Pasamos mucho tiempo juntos ensayando, haciendo o hablando de música, enseñando a jóvenes cantantes, conciertos, etc... Pero no solo compartimos experiencias musicales, sino multitud de momentos personales, con amigos, con la familia, en innumerables comidas, cenas,...Aun recuerdo cuando venía a mi casa de Miami y se tumbaba en la alfombra a jugar con mis hijas, o comía alguna de las paellas de mi madre. De todos esos momentos tuve la inmensa fortuna de no parar de aprender de ella. A veces incluso creo que los cantantes de las producciones con las que trabajamos o los estudiantes que enseñamos juntos no aprendieron tanto como yo de ella. Así fue la admiración que le profesé y cómo aprovechaba cada segundo a su lado.
Lo que más le admiré fue su honestidad artística, su rigurosidad y compromiso ante la música. Con el arte o con la música no se negocian. La partitura, el texto, eran de suprema importancia. El estudio profundo de la partitura era requisito imprescindible para empezar a discutir sobre ella. Presentar una obra poco preparada era una falta de respeto absoluto. No prestar atención a las indicaciones del compositor eran una ofensa a la integridad artística.
Intenté no perder la menor oportunidad de averiguar sobre los grandes del pasado con los que trabajó, y generosamente me contaba lo que aprendió de cada uno, así como tantísimas anécdotas, algunas de ellas divertidísimas.
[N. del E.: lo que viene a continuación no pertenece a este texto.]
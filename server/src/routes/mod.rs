use axum::routing::{delete, get, post};
use axum::Router;
use tower_http::trace::TraceLayer;

use crate::config::{create_cors_layer, create_security_headers_layer};
use crate::handlers::{admin, catalog, health_check, locations, orders, tickets, watchlist};
use crate::state::AppState;

fn api_routes() -> Router<AppState> {
    Router::new()
        .route("/regions", get(locations::list_regions))
        .route("/cities", get(locations::list_cities))
        .route("/creative-works/featured", get(catalog::featured_works))
        .route("/creative-works/search", get(catalog::search_works))
        .route("/creative-works/type/:kind", get(catalog::works_by_type))
        // `:key` is a slug for GET and an id for DELETE and ratings.
        .route(
            "/creative-works/:key",
            get(catalog::work_detail).delete(catalog::delete_work),
        )
        .route("/creative-works/:key/ratings", post(catalog::rate_work))
        .route("/persons/search", get(catalog::search_persons))
        .route(
            "/watchlist",
            get(watchlist::list_watchlist).post(watchlist::add_to_watchlist),
        )
        .route(
            "/watchlist/:creative_work_id",
            delete(watchlist::remove_from_watchlist),
        )
        .route("/orders", post(orders::place_order))
        .route("/orders/:order_number", get(orders::get_order))
        .route("/orders/:order_number/cancel", post(orders::cancel_order))
        .route(
            "/tickets/validate/:ticket_number",
            get(tickets::validate_ticket),
        )
        .route("/tickets/scan-qr", post(tickets::scan_qr))
        .route("/tickets/:ticket_id/scan", post(tickets::scan_ticket))
        .route("/admin/seed", post(admin::seed_catalog))
}

pub fn create_routes(state: AppState) -> Router {
    let production = state.config.production;
    let origins = state.config.cors_allowed_origins.clone();

    Router::new()
        .route("/health", get(health_check))
        .nest("/api", api_routes())
        .with_state(state)
        .layer(TraceLayer::new_for_http())
        .layer(create_security_headers_layer(production))
        .layer(create_cors_layer(&origins))
}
Tenía un fantástico sentido del humor.
Como director de orquesta le debo muchísimo. Siempre he creído que mis mejores profesores han sido los grandes cantantes y los malos directores de orquesta. Los primeros por enseñarme qué hacer y los últimos qué no hacer. Escuchar lo que Renata aprendió de Karajan, Gavazzeni, Giulini, Barbirolli, Molinari Pradelli, Bartoletti, Sinopoli, Muti, Abbado, Levine,... me ayudó a ver la dirección de orquesta desde una perspectiva diferente a la que ningún director podría darme. La del cantante en frente del podio, no solo la del director detrás de él.
Todo aquel aprendizaje que ella tuvo formaron a una cantante preparadísima, de gran convicción escénica y fuerza interpretativa, en la que el compositor y su obra eran el faro a seguir. Y a mí, que tuve la fortuna de absorber tantas de sus enseñanzas, sea haciendo música juntos, dirigiendo óperas con ella como directora de escena, o como profesora, como en la academia que fundamos juntos en Naples, me acercó a la inmensidad del palco de los elegidos, al que ella pertenecía.
Venía, con su esposo Lorenzo, a casi todas las óperas que dirigí durante la pasada década en Miami, aparte de conciertos en otras ciudades como en Palm Beach, Fort Lauderdale o Naples, e incluso me acompañó en algún otro proyecto hasta España. Sus comentarios, sus consejos eran una continua fuente de inspiración, y muchos de ellos están presentes conmigo antes de salir a escena.
Cuando murió Lorenzo, no fue más la misma Renata a la que conocí. Conocerla como lo hice, me hizo amar a la persona y admirar a la artista.
Si es algo aceptado por todos que Scotto ha dejado una gran huella en la historia de la interpretación desde la mitad del siglo pasado, Renata dejó una aún más grande en mi vida. Fue un regalo que perdurará siempre en mi memoria. Su paso por el mundo ha sido un regalo para la humanidad.